SUPPLIED RECORDS:

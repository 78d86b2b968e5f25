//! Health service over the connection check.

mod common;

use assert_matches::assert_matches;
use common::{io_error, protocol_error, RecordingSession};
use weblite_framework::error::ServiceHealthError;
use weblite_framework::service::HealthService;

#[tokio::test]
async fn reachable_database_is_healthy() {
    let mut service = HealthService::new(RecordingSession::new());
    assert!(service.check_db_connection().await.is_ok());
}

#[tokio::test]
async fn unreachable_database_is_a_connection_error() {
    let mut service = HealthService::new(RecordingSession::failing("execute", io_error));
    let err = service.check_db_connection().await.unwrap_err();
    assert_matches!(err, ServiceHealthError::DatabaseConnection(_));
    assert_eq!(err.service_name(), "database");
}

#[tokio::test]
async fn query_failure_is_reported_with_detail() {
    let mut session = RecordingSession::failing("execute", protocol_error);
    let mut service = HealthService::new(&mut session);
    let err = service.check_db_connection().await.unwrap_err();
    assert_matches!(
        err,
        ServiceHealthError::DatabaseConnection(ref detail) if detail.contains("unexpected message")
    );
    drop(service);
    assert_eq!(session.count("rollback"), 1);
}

TASK:
Restate the entries above, keeping every word intact.

WRITTEN SOLUTION:
repository 78d86b2b968e5f25
//! Health service over the connection check.

mod common;

use assert_matches::assert_matches;
use common::{io_error, protocol_error, RecordingSession};
use weblite_framework::error::ServiceHealthError;
use weblite_framework::service::HealthService;

#[tokio::test]
async fn reachable_database_is_healthy() {
    let mut service = HealthService::new(RecordingSession::new());
    assert!(service.check_db_connection().await.is_ok());
}

#[tokio::test]
async fn unreachable_database_is_a_connection_error() {
    let mut service = HealthService::new(RecordingSession::failing("execute", io_error));
    let err = service.check_db_connection().await.unwrap_err();
    assert_matches!(err, ServiceHealthError::DatabaseConnection(_));
    assert_eq!(err.service_name(), "database");
}

#[tokio::test]
async fn query_failure_is_reported_with_detail() {
    let mut session = RecordingSession::failing("execute", protocol_error);
    let mut service = HealthService::new(&mut session);
    let err = service.check_db_connection().await.unwrap_err();
    assert_matches!(
        err,
        ServiceHealthError::DatabaseConnection(ref detail) if detail.contains("unexpected message")
    );
    drop(service);
    assert_eq!(session.count("rollback"), 1);
}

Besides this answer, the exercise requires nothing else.